I tend to agree with Stultis (post 595)that this may not be so crucial. Even "the reality of human nature" being an illusion may not be so crucial. As you point out, "we need a system of coherence" - not only to choose rightly but to do anything at all. To the extent, I think, that we seem to have free will, we do have free will. And if agency has never been truly, articulately pinned down, we have - to varying degrees - always understood it more or less in this way. Whether we are "puppets of some divinity" or atoms in the void, neither of these possibilities describes our general experience of existence in the world (where if we are sometimes both we are more often neither). For this reason I am inclined to privilege concrete experience (where I feel more agent than puppet) over abstract postulation (where I am equally "free" to be automaton or God Himself).
You want to say it isn't crucial, you say it isn't crucial, and still you face the crux: you choose to privilege concrete experience--and even then you couldn't help but put it in parenthesis as "seeming"--and all the while this sweet and sour mistress called Nature has been carrying you along its own merry way to the grave. Nature is no abstract postulation. Whose concrete experience anyway? I smell the ghost of Descartes, who shrunk his world in the dryer of common reason all for the sake of practical certainty.
Either we resist, resign, or we play illusory games of seeming. The last is chocolate fudge. It's language is sweet and soft.

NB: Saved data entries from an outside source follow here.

//! Command-line interface definitions

pub mod commands;
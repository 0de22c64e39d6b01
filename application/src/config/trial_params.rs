//! Trial parameters: deliberation loop control.
//!
//! [`TrialParams`] groups the limits and delays that drive
//! [`TrialOrchestrator`](crate::use_cases::conduct_trial::TrialOrchestrator)
//! and [`ResponseStreamer`](crate::use_cases::response_streamer::ResponseStreamer).

use jury_domain::RetryPolicy;
use std::time::Duration;

/// Hard ceiling on deliberation rounds
pub const MAX_ROUNDS_CEILING: u32 = 5;

/// Deliberation loop control parameters.
#[derive(Debug, Clone, Copy, PartialEq, Eq)]
pub struct TrialParams {
    /// Last round the deliberation loop may reach (round 1 is the initial gather).
    pub max_rounds: u32,
    /// Ceiling on gathering the initial responses.
    pub initial_timeout: Duration,
    /// Per follow-up share of a round's gather ceiling.
    pub follow_up_timeout: Duration,
    /// Pause between simulated stream chunks.
    pub chunk_delay: Duration,
    pub retry: RetryPolicy,
}

impl Default for TrialParams {
    fn default() -> Self {
        Self {
            max_rounds: MAX_ROUNDS_CEILING,
            initial_timeout: Duration::from_secs(300),
            follow_up_timeout: Duration::from_secs(30),
            chunk_delay: Duration::from_millis(200),
            retry: RetryPolicy::default(),
        }
    }
}

impl TrialParams {
    // ==================== Builder Methods ====================

    /// Clamped to `1..=5`.
    pub fn with_max_rounds(mut self, rounds: u32) -> Self {
        self.max_rounds = rounds.clamp(1, MAX_ROUNDS_CEILING);
        self
    }

    pub fn with_initial_timeout(mut self, timeout: Duration) -> Self {
        self.initial_timeout = timeout;
        self
    }

    pub fn with_follow_up_timeout(mut self, timeout: Duration) -> Self {
        self.follow_up_timeout = timeout;
        self
    }

    pub fn with_chunk_delay(mut self, delay: Duration) -> Self {
        self.chunk_delay = delay;
        self
    }

    pub fn with_retry(mut self, retry: RetryPolicy) -> Self {
        self.retry = retry;
        self
    }

    /// Gather ceiling for a round with `follow_ups` questions.
    pub fn follow_up_round_timeout(&self, follow_ups: usize) -> Duration {
        self.follow_up_timeout
            .saturating_mul(u32::try_from(follow_ups).unwrap_or(u32::MAX))
    }
}

#[cfg(test)]
mod tests {
    use super::*;

    #[test]
    fn test_defaults() {
        let params = TrialParams::default();
        assert_eq!(params.max_rounds, 5);
        assert_eq!(params.initial_timeout, Duration::from_secs(300));
        assert_eq!(params.follow_up_timeout, Duration::from_secs(30));
        assert_eq!(params.chunk_delay, Duration::from_millis(200));
    }

    #[test]
    fn test_max_rounds_clamped() {
        assert_eq!(TrialParams::default().with_max_rounds(9).max_rounds, 5);
        assert_eq!(TrialParams::default().with_max_rounds(0).max_rounds, 1);
    }

    #[test]
    fn test_round_timeout_scales_with_follow_ups() {
        let params = TrialParams::default();
        assert_eq!(params.follow_up_round_timeout(3), Duration::from_secs(90));
        assert_eq!(params.follow_up_round_timeout(0), Duration::ZERO);
    }
}
//! Process-local trial repository

use async_trait::async_trait;
use chrono::{DateTime, Utc};
use jury_application::{RepositoryError, TrialRepository};
use jury_domain::{Trial, TrialInteraction, TrialStatus};
use std::collections::HashMap;
use std::sync::Mutex;
use std::sync::atomic::{AtomicBool, Ordering};

#[derive(Default)]
struct Tables {
    /// Trial rows; their `interactions` field is always empty
    trials: HashMap<String, Trial>,
    /// `(insertion sequence, interaction)` per trial
    interactions: HashMap<String, Vec<(u64, TrialInteraction)>>,
    next_seq: u64,
}

/// In-memory [`TrialRepository`] with a write-failure switch.
#[derive(Default)]
pub struct InMemoryTrialRepository {
    tables: Mutex<Tables>,
    fail_writes: AtomicBool,
}

impl InMemoryTrialRepository {
    pub fn new() -> Self {
        Self::default()
    }

    /// Make every subsequent write fail with a storage error.
    pub fn set_fail_writes(&self, fail: bool) {
        self.fail_writes.store(fail, Ordering::SeqCst);
    }

    fn write(&self) -> Result<std::sync::MutexGuard<'_, Tables>, RepositoryError> {
        if self.fail_writes.load(Ordering::SeqCst) {
            return Err(RepositoryError::Storage(
                "write rejected by failure switch".to_string(),
            ));
        }
        Ok(self.read())
    }

    fn read(&self) -> std::sync::MutexGuard<'_, Tables> {
        self.tables.lock().unwrap_or_else(|e| e.into_inner())
    }

    fn sorted_interactions(tables: &Tables, trial_id: &str) -> Vec<TrialInteraction> {
        let mut rows: Vec<&(u64, TrialInteraction)> = tables
            .interactions
            .get(trial_id)
            .map(|rows| rows.iter().collect())
            .unwrap_or_default();
        rows.sort_by(|(a_seq, a), (b_seq, b)| {
            a.round_number
                .cmp(&b.round_number)
                .then(a.timestamp.cmp(&b.timestamp))
                .then(a_seq.cmp(b_seq))
        });
        rows.into_iter().map(|(_, i)| i.clone()).collect()
    }

    fn hydrate(tables: &Tables, row: &Trial) -> Trial {
        let mut trial = row.clone();
        trial.interactions = Self::sorted_interactions(tables, &row.id);
        trial
    }

    fn row_mut<'a>(
        tables: &'a mut Tables,
        trial_id: &str,
    ) -> Result<&'a mut Trial, RepositoryError> {
        tables
            .trials
            .get_mut(trial_id)
            .ok_or_else(|| RepositoryError::NotFound(trial_id.to_string()))
    }
}

#[async_trait]
impl TrialRepository for InMemoryTrialRepository {
    async fn save_trial(&self, trial: &Trial) -> Result<(), RepositoryError> {
        let mut tables = self.write()?;
        let mut row = trial.clone();
        row.interactions.clear();
        tables.trials.insert(row.id.clone(), row);
        Ok(())
    }

    async fn load_trials(&self) -> Result<Vec<Trial>, RepositoryError> {
        let tables = self.read();
        let mut trials: Vec<Trial> = tables
            .trials
            .values()
            .map(|row| Self::hydrate(&tables, row))
            .collect();
        trials.sort_by(|a, b| b.created_at.cmp(&a.created_at));
        Ok(trials)
    }

    async fn get_trial(&self, id: &str) -> Result<Option<Trial>, RepositoryError> {
        let tables = self.read();
        Ok(tables.trials.get(id).map(|row| Self::hydrate(&tables, row)))
    }

    async fn save_interaction(
        &self,
        interaction: &TrialInteraction,
    ) -> Result<(), RepositoryError> {
        let mut tables = self.write()?;
        if !tables.trials.contains_key(&interaction.trial_id) {
            return Err(RepositoryError::NotFound(interaction.trial_id.clone()));
        }
        let seq = tables.next_seq;
        tables.next_seq += 1;
        tables
            .interactions
            .entry(interaction.trial_id.clone())
            .or_default()
            .push((seq, interaction.clone()));
        Ok(())
    }

    async fn load_interactions(
        &self,
        trial_id: &str,
    ) -> Result<Vec<TrialInteraction>, RepositoryError> {
        Ok(Self::sorted_interactions(&self.read(), trial_id))
    }

    async fn update_status(
        &self,
        trial_id: &str,
        status: TrialStatus,
    ) -> Result<(), RepositoryError> {
        let mut tables = self.write()?;
        Self::row_mut(&mut tables, trial_id)?.status = status;
        Ok(())
    }

    async fn update_verdict(
        &self,
        trial_id: &str,
        verdict: &str,
        completed_at: DateTime<Utc>,
    ) -> Result<(), RepositoryError> {
        let mut tables = self.write()?;
        let row = Self::row_mut(&mut tables, trial_id)?;
        row.verdict = Some(verdict.to_string());
        row.status = TrialStatus::Completed;
        row.completed_at = Some(completed_at);
        Ok(())
    }

    async fn mark_failed(
        &self,
        trial_id: &str,
        completed_at: DateTime<Utc>,
    ) -> Result<(), RepositoryError> {
        let mut tables = self.write()?;
        let row = Self::row_mut(&mut tables, trial_id)?;
        row.status = TrialStatus::Failed;
        row.completed_at = Some(completed_at);
        Ok(())
    }
}
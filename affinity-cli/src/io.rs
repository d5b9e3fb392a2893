//! JSON input and output for the calibrate command

use affinity_fast::SparseAffinities;
use anyhow::{bail, Context, Result};
use ndarray::Array2;
use serde::{Deserialize, Serialize};
use std::path::Path;

/// Accepted input layouts: a bare array of rows, or an object with the
/// distance rows and optional k-NN indices.
#[derive(Debug, Deserialize)]
#[serde(untagged)]
enum RawInput {
    Rows(Vec<Vec<f64>>),
    Object {
        distances: Vec<Vec<f64>>,
        #[serde(default)]
        indices: Option<Vec<Vec<usize>>>,
    },
}

/// Parsed calibration input
#[derive(Debug)]
pub struct DistanceInput {
    pub distances: Array2<f64>,
    pub indices: Option<Array2<usize>>,
}

/// Stack equal-length rows into a matrix, naming the first ragged row.
fn stack_rows<T: Copy>(rows: Vec<Vec<T>>, what: &str) -> Result<Array2<T>> {
    let n = rows.len();
    let k = rows.first().map_or(0, |r| r.len());
    if let Some((i, row)) = rows.iter().enumerate().find(|(_, r)| r.len() != k) {
        bail!(
            "{} row {} has {} columns, expected {} (from row 0)",
            what,
            i,
            row.len(),
            k
        );
    }
    let flat: Vec<T> = rows.into_iter().flatten().collect();
    Array2::from_shape_vec((n, k), flat).with_context(|| format!("Failed to shape {} matrix", what))
}

pub fn parse_input(content: &str) -> Result<DistanceInput> {
    let raw: RawInput = serde_json::from_str(content).context(
        "Expected a JSON array of distance rows or an object with a \"distances\" field",
    )?;
    let (rows, indices) = match raw {
        RawInput::Rows(rows) => (rows, None),
        RawInput::Object { distances, indices } => (distances, indices),
    };

    let distances = stack_rows(rows, "distances")?;
    let indices = indices.map(|r| stack_rows(r, "indices")).transpose()?;
    if let Some(idx) = &indices {
        if idx.dim() != distances.dim() {
            bail!(
                "indices shape {:?} does not match distances shape {:?}",
                idx.dim(),
                distances.dim()
            );
        }
    }
    Ok(DistanceInput { distances, indices })
}

pub fn read_input(path: &Path) -> Result<DistanceInput> {
    let content = std::fs::read_to_string(path)
        .with_context(|| format!("Failed to read {}", path.display()))?;
    parse_input(&content).with_context(|| format!("Invalid input in {}", path.display()))
}

/// Affinities written by the calibrate command
#[derive(Debug, Serialize)]
#[serde(untagged)]
pub enum Affinities {
    Dense(Vec<Vec<f64>>),
    Sparse(SparseAffinities),
}

impl Affinities {
    pub fn dense(matrix: &Array2<f64>) -> Self {
        Affinities::Dense(matrix.rows().into_iter().map(|r| r.to_vec()).collect())
    }
}

#[derive(Debug, Serialize)]
pub struct CalibrationReport {
    pub perplexity: f64,
    /// "conditional" or "joint"
    pub kind: &'static str,
    pub n_samples: usize,
    pub mean_sigma: f64,
    pub unconverged_rows: usize,
    pub probabilities: Affinities,
}

pub fn write_report(report: &CalibrationReport, output: Option<&Path>) -> Result<()> {
    let json = serde_json::to_string_pretty(report)?;
    match output {
        Some(path) => std::fs::write(path, json)
            .with_context(|| format!("Failed to write {}", path.display())),
        None => {
            println!("{}", json);
            Ok(())
        }
    }
}

#[cfg(test)]
mod tests {
    use super::*;

    #[test]
    fn test_parse_bare_rows() {
        let input = parse_input("[[0, 1, 2], [1, 0, 3], [2, 3, 0]]").unwrap();
        assert_eq!(input.distances.dim(), (3, 3));
        assert_eq!(input.distances[[1, 2]], 3.0);
        assert!(input.indices.is_none());
    }

    #[test]
    fn test_parse_object_with_indices() {
        let input = parse_input(
            r#"{"distances": [[1.0, 2.0], [1.0, 4.0], [2.0, 4.0]],
                "indices": [[1, 2], [0, 2], [0, 1]]}"#,
        )
        .unwrap();
        assert_eq!(input.distances.dim(), (3, 2));
        let indices = input.indices.unwrap();
        assert_eq!(indices[[2, 1]], 1);
    }

    #[test]
    fn test_ragged_rows_rejected() {
        let err = parse_input("[[0, 1], [1]]").unwrap_err();
        assert!(format!("{:#}", err).contains("row 1 has 1 columns"));
    }

    #[test]
    fn test_index_shape_mismatch_rejected() {
        let err = parse_input(r#"{"distances": [[1, 2], [3, 4], [5, 6]], "indices": [[1], [0], [0]]}"#)
            .unwrap_err();
        assert!(err.to_string().contains("does not match"));
    }

    #[test]
    fn test_not_json_rejected() {
        assert!(parse_input("0 1 2\n1 0 3").is_err());
    }

    #[test]
    fn test_empty_array_is_empty_matrix() {
        let input = parse_input("[]").unwrap();
        assert_eq!(input.distances.dim(), (0, 0));
    }

    #[test]
    fn test_report_serializes_dense() {
        let report = CalibrationReport {
            perplexity: 2.0,
            kind: "conditional",
            n_samples: 2,
            mean_sigma: 1.0,
            unconverged_rows: 0,
            probabilities: Affinities::Dense(vec![vec![0.0, 1.0], vec![1.0, 0.0]]),
        };
        let value: serde_json::Value = serde_json::to_value(&report).unwrap();
        assert_eq!(value["probabilities"][0][1], 1.0);
        assert_eq!(value["kind"], "conditional");
    }
}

To the contrary we have Thucydides and Isaiah, who recognize how this weakness becomes useful in the exchange of meaning for meaningless. The good is called bad, the bad is called good. In short, these ancient fuddy duddies are asking us to spell E-V-I-L. And they speak in this way because they appeal not to abstract postulation, but through experience. They say it through the denial of neutrality. Even Heidegger knew technology isn't neutral. And half the dopes on the big court still dream their chocolate fudge of content neutrality. Ignorance is bliss, especially when we privilege a shrunken concrete experience.